**WHAT NEEDS TO BE DONE**
Which lines of the records below contain the word "merged"? Report each of them in full.

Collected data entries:
>>>
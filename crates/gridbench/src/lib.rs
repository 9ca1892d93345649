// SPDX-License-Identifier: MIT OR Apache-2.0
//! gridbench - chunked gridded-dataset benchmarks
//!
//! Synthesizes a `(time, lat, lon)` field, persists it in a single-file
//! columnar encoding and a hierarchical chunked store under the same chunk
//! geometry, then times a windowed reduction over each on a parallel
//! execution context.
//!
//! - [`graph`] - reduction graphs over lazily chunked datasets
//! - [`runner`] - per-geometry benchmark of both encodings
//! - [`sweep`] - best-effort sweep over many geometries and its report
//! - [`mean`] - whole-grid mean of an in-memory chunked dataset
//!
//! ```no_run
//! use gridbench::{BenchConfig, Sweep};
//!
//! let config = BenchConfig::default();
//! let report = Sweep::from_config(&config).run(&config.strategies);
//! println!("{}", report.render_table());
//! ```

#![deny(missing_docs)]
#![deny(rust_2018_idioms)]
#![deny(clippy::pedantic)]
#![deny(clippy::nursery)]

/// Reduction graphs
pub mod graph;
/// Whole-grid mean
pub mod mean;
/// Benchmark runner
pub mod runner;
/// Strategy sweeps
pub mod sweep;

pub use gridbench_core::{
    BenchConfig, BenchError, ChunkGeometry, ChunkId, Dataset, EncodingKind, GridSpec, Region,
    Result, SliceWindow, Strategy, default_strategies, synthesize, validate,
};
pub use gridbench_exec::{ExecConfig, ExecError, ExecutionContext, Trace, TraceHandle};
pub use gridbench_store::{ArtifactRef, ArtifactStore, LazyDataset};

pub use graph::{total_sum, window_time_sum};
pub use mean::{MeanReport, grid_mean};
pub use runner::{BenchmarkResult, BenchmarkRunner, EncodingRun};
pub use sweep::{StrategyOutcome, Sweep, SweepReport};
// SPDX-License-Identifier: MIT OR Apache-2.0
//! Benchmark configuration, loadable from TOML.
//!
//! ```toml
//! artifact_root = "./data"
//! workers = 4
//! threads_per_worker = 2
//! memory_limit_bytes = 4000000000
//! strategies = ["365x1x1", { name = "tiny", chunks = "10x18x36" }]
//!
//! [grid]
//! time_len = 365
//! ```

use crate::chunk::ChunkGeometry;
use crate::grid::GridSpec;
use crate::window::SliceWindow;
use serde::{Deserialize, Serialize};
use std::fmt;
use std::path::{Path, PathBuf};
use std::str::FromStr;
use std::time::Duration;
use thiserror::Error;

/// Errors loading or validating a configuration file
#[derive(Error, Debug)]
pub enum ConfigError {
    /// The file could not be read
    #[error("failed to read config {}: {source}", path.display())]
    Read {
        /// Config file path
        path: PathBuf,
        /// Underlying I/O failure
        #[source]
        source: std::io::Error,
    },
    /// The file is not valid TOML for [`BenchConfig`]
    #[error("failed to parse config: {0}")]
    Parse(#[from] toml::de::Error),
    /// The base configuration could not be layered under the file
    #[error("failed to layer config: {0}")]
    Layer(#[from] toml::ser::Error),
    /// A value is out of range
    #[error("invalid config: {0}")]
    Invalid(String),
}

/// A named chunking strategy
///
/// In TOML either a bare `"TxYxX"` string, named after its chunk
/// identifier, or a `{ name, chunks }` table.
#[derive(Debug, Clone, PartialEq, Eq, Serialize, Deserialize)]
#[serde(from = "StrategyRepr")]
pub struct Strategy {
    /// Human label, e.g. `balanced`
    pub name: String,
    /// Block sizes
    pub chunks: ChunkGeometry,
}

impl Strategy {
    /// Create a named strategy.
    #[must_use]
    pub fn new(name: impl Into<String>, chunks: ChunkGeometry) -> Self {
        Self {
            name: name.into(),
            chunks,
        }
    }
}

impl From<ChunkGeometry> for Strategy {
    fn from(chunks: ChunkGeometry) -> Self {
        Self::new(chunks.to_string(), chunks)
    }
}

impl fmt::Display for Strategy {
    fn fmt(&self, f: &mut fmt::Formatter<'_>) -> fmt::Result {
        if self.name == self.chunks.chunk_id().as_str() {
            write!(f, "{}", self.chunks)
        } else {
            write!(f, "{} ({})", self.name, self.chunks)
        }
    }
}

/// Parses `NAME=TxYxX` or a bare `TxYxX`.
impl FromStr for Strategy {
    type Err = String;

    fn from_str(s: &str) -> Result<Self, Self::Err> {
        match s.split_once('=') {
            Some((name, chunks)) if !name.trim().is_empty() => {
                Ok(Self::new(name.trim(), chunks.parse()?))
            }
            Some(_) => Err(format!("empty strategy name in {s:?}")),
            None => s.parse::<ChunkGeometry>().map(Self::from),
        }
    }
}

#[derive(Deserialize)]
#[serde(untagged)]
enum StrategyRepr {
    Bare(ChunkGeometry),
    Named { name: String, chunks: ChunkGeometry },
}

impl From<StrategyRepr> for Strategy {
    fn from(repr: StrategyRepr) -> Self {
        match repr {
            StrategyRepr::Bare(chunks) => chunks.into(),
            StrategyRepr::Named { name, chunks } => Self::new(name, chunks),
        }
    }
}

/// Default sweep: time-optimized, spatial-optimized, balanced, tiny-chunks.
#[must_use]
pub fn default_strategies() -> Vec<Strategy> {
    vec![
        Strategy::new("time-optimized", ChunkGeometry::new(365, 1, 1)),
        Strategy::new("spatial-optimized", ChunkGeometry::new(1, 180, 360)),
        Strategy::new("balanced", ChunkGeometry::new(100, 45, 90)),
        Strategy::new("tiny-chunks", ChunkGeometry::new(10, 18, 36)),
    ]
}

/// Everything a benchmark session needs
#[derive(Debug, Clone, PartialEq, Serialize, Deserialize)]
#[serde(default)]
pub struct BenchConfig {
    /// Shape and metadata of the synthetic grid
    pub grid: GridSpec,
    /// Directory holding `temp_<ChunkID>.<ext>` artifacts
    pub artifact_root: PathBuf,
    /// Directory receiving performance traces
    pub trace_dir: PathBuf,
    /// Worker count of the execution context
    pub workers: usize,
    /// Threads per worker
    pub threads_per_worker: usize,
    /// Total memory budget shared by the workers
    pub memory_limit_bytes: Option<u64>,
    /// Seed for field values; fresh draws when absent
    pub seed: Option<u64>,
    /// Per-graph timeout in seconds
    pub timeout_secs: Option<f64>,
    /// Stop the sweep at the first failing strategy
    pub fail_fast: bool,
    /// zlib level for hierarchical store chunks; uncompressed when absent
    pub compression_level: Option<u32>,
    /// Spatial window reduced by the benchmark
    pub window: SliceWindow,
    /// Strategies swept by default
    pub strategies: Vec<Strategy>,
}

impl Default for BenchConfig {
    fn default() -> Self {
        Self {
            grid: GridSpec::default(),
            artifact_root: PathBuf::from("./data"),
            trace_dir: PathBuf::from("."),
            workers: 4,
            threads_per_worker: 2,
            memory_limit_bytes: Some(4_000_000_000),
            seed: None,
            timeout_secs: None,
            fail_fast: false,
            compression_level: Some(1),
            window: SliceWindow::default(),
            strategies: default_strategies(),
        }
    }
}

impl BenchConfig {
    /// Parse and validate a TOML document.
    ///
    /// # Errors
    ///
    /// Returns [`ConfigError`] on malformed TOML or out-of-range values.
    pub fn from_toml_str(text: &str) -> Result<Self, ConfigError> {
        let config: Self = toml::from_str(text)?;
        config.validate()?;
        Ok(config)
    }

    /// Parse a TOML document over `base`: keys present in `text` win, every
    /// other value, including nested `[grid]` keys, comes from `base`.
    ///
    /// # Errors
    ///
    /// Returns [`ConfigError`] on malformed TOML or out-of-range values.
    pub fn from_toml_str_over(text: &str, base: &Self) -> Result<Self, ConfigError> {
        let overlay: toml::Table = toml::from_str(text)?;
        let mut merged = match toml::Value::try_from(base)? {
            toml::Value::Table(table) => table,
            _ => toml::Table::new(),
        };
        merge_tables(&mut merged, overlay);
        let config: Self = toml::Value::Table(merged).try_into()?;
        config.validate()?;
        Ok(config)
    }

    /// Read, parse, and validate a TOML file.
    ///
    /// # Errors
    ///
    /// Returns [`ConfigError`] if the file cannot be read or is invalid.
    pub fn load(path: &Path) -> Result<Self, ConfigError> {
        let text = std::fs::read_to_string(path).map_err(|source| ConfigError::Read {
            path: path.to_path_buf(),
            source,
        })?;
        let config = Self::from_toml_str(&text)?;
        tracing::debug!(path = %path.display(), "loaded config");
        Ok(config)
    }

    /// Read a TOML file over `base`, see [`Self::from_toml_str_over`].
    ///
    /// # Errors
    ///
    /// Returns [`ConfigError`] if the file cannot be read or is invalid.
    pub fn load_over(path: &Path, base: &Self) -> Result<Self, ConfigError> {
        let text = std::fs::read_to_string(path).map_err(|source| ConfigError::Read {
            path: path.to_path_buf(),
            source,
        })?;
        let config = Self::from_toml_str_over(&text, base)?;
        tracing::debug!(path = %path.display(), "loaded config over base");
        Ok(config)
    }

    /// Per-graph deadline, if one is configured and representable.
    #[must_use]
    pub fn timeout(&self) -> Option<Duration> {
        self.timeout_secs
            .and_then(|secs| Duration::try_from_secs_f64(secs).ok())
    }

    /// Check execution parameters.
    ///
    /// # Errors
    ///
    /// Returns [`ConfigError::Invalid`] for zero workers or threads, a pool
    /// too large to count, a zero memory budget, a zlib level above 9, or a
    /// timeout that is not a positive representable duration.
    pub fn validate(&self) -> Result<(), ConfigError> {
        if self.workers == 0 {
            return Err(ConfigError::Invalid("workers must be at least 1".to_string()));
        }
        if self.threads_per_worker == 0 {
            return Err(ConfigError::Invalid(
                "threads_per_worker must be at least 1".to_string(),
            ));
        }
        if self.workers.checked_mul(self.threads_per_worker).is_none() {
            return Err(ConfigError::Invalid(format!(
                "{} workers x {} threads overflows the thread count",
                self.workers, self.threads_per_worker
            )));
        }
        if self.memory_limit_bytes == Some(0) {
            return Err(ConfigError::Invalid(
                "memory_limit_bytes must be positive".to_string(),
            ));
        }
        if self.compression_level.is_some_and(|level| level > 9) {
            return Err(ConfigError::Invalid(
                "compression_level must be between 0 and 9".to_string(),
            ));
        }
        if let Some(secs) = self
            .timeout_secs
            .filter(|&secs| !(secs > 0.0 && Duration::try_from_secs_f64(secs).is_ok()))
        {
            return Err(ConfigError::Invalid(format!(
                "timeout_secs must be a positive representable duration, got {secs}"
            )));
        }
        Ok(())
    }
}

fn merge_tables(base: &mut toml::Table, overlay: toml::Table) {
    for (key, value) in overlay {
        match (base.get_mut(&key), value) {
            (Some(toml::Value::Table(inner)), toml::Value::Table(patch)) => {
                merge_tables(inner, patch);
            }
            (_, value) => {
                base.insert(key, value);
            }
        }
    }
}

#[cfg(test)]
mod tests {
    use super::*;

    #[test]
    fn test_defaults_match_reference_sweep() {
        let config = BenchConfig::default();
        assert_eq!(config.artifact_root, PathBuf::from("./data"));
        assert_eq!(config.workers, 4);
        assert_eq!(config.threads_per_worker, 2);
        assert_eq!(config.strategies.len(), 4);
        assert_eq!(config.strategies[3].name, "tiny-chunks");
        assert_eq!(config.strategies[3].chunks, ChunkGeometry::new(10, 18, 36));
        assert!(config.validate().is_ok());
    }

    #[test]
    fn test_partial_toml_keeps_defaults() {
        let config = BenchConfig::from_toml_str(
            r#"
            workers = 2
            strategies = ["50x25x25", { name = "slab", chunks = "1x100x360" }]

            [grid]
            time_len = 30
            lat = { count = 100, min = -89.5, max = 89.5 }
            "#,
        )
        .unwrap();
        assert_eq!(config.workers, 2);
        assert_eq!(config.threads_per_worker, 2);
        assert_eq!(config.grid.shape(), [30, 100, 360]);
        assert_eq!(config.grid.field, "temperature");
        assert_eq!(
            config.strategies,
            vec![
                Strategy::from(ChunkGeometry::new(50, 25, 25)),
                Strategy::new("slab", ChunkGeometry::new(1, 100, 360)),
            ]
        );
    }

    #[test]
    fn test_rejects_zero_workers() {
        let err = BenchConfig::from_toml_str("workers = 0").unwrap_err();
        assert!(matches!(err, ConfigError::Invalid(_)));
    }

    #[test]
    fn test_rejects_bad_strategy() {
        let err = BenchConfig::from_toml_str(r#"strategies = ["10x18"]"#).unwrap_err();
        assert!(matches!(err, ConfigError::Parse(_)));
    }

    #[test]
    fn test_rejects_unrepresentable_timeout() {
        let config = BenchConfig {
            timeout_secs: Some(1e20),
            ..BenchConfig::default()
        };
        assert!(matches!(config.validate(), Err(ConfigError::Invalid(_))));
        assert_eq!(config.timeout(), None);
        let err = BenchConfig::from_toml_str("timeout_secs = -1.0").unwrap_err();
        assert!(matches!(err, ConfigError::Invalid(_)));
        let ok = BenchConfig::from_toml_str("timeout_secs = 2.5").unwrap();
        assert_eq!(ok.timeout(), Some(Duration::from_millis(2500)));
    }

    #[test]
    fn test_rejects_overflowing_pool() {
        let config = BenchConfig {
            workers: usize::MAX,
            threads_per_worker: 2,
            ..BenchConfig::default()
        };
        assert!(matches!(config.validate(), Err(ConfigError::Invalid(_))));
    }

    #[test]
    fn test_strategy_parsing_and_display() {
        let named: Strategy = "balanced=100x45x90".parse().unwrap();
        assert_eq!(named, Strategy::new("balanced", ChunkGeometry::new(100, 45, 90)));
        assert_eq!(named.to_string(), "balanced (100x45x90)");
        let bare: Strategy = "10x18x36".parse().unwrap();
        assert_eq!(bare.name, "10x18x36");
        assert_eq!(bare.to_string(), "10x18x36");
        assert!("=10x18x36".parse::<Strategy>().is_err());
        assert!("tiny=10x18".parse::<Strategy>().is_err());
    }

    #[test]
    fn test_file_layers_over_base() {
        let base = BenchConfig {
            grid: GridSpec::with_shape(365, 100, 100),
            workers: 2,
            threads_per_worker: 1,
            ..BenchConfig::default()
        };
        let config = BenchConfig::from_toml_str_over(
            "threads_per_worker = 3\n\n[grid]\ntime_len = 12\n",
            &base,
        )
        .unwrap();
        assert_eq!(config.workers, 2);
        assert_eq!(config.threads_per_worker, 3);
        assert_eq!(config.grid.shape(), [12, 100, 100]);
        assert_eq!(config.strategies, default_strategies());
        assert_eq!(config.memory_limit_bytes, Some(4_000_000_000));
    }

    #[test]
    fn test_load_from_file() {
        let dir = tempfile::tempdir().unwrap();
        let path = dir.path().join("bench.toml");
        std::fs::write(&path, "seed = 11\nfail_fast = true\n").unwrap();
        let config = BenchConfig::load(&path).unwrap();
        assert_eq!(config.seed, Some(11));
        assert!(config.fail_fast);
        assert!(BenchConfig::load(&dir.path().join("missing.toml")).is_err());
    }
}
<<<
>>>
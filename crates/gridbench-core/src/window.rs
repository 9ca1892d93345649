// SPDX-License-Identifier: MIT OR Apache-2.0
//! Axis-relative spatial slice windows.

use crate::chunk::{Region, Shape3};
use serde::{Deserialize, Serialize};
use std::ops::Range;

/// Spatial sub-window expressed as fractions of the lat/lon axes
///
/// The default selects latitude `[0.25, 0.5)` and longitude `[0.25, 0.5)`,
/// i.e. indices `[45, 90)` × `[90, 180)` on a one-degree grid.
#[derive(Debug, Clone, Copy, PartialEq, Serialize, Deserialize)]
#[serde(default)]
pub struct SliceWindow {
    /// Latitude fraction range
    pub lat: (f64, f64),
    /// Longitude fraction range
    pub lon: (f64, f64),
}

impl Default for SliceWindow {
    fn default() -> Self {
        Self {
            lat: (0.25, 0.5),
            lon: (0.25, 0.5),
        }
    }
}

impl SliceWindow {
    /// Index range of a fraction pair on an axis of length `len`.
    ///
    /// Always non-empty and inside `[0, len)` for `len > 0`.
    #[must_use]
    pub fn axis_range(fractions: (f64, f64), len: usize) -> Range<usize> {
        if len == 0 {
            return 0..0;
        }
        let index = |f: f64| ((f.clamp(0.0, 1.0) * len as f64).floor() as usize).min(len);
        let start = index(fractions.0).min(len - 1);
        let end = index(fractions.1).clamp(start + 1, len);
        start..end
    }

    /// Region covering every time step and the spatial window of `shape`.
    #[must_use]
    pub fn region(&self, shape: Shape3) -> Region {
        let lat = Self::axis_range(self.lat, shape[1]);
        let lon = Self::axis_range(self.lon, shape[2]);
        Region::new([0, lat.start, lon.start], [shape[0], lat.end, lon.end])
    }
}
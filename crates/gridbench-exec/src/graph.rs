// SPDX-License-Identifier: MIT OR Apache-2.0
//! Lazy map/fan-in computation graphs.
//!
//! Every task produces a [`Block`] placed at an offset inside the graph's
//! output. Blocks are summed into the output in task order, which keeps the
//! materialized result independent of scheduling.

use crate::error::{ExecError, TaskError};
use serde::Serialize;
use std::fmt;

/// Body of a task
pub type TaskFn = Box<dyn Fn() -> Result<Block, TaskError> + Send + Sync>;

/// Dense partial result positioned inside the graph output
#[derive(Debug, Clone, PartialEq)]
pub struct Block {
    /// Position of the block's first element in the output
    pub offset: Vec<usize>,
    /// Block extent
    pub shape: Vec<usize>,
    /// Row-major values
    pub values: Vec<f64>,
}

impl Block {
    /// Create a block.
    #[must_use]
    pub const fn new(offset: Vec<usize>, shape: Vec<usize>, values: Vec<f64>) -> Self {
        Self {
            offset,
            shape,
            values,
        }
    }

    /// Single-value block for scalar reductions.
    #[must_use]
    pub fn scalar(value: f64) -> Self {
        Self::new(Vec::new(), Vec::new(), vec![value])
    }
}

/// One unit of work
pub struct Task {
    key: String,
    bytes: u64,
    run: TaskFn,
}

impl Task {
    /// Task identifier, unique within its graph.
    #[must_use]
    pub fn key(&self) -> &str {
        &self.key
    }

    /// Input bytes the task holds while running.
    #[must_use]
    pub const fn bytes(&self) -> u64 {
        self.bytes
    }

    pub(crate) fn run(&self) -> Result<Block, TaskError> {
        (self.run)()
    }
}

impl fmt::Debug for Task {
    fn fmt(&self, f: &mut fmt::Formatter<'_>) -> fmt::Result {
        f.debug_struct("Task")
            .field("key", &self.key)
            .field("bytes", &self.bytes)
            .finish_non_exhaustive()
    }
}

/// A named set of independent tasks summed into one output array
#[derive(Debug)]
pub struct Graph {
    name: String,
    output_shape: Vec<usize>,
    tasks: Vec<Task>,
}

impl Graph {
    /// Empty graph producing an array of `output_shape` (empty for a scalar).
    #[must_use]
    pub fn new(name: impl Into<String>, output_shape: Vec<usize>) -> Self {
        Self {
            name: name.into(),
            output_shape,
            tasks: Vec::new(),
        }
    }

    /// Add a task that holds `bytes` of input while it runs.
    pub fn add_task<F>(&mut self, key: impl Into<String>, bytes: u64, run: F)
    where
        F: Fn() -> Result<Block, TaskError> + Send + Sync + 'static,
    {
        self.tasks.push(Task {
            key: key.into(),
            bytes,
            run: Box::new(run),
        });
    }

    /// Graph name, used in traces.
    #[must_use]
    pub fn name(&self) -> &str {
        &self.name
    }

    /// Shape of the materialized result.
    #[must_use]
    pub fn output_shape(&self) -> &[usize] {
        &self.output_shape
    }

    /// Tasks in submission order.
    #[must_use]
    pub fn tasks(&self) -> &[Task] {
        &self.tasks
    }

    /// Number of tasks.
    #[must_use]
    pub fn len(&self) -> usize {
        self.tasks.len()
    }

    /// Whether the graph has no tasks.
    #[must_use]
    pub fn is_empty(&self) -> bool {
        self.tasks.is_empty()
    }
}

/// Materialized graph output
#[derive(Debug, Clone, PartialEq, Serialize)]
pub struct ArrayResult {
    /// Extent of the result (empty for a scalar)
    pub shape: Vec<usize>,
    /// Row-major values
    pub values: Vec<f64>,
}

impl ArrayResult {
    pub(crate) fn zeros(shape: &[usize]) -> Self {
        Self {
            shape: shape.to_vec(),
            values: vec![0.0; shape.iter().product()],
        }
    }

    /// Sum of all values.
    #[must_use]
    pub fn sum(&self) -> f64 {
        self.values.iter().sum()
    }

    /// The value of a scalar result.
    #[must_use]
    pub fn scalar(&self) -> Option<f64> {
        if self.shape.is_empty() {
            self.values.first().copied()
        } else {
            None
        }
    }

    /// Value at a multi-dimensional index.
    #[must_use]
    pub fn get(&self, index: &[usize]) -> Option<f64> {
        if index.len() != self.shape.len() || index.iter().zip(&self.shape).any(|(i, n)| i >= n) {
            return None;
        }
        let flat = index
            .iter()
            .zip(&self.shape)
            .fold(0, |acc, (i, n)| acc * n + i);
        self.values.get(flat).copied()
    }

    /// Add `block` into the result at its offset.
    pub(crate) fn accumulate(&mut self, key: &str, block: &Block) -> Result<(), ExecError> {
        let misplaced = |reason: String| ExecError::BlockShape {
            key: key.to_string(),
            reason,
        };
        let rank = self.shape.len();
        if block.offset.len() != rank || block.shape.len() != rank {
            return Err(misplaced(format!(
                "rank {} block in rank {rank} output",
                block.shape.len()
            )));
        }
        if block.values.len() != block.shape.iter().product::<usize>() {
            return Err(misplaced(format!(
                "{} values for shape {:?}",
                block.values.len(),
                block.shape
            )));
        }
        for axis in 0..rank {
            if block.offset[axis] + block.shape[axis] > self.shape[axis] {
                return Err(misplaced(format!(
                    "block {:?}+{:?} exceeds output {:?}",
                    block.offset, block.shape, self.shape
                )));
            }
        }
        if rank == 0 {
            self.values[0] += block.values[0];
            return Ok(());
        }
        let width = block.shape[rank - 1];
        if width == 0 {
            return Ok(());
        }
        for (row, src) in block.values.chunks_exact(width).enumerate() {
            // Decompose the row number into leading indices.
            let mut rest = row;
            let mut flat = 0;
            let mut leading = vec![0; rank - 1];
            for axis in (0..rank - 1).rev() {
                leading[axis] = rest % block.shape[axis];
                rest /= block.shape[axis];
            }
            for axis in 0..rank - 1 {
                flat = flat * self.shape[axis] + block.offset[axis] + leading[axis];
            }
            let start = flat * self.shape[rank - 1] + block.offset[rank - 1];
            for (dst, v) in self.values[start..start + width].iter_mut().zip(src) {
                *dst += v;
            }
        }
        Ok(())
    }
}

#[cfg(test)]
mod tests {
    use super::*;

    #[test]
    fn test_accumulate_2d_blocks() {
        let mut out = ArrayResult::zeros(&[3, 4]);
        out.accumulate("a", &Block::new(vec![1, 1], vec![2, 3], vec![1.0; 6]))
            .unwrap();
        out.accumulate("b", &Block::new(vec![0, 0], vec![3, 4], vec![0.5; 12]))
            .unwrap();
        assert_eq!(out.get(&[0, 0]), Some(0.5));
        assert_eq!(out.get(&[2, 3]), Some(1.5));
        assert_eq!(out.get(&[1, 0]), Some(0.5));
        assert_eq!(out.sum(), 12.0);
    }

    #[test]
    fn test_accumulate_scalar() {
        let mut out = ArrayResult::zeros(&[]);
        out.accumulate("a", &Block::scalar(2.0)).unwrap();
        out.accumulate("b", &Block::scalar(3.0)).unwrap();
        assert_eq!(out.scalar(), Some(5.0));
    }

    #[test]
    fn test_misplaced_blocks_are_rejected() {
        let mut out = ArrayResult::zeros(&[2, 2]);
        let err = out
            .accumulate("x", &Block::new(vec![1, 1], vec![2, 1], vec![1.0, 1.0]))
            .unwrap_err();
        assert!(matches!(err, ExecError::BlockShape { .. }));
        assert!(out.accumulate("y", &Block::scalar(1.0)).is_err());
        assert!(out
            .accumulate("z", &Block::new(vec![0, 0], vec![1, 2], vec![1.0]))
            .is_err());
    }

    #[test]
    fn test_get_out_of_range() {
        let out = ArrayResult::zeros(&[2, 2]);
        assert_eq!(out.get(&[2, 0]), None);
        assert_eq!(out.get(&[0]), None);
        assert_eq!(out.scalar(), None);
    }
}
<<<
**SOLUTION**
        let mut merged = match toml::Value::try_from(base)? {
        merge_tables(&mut merged, overlay);
        let config: Self = toml::Value::Table(merged).try_into()?;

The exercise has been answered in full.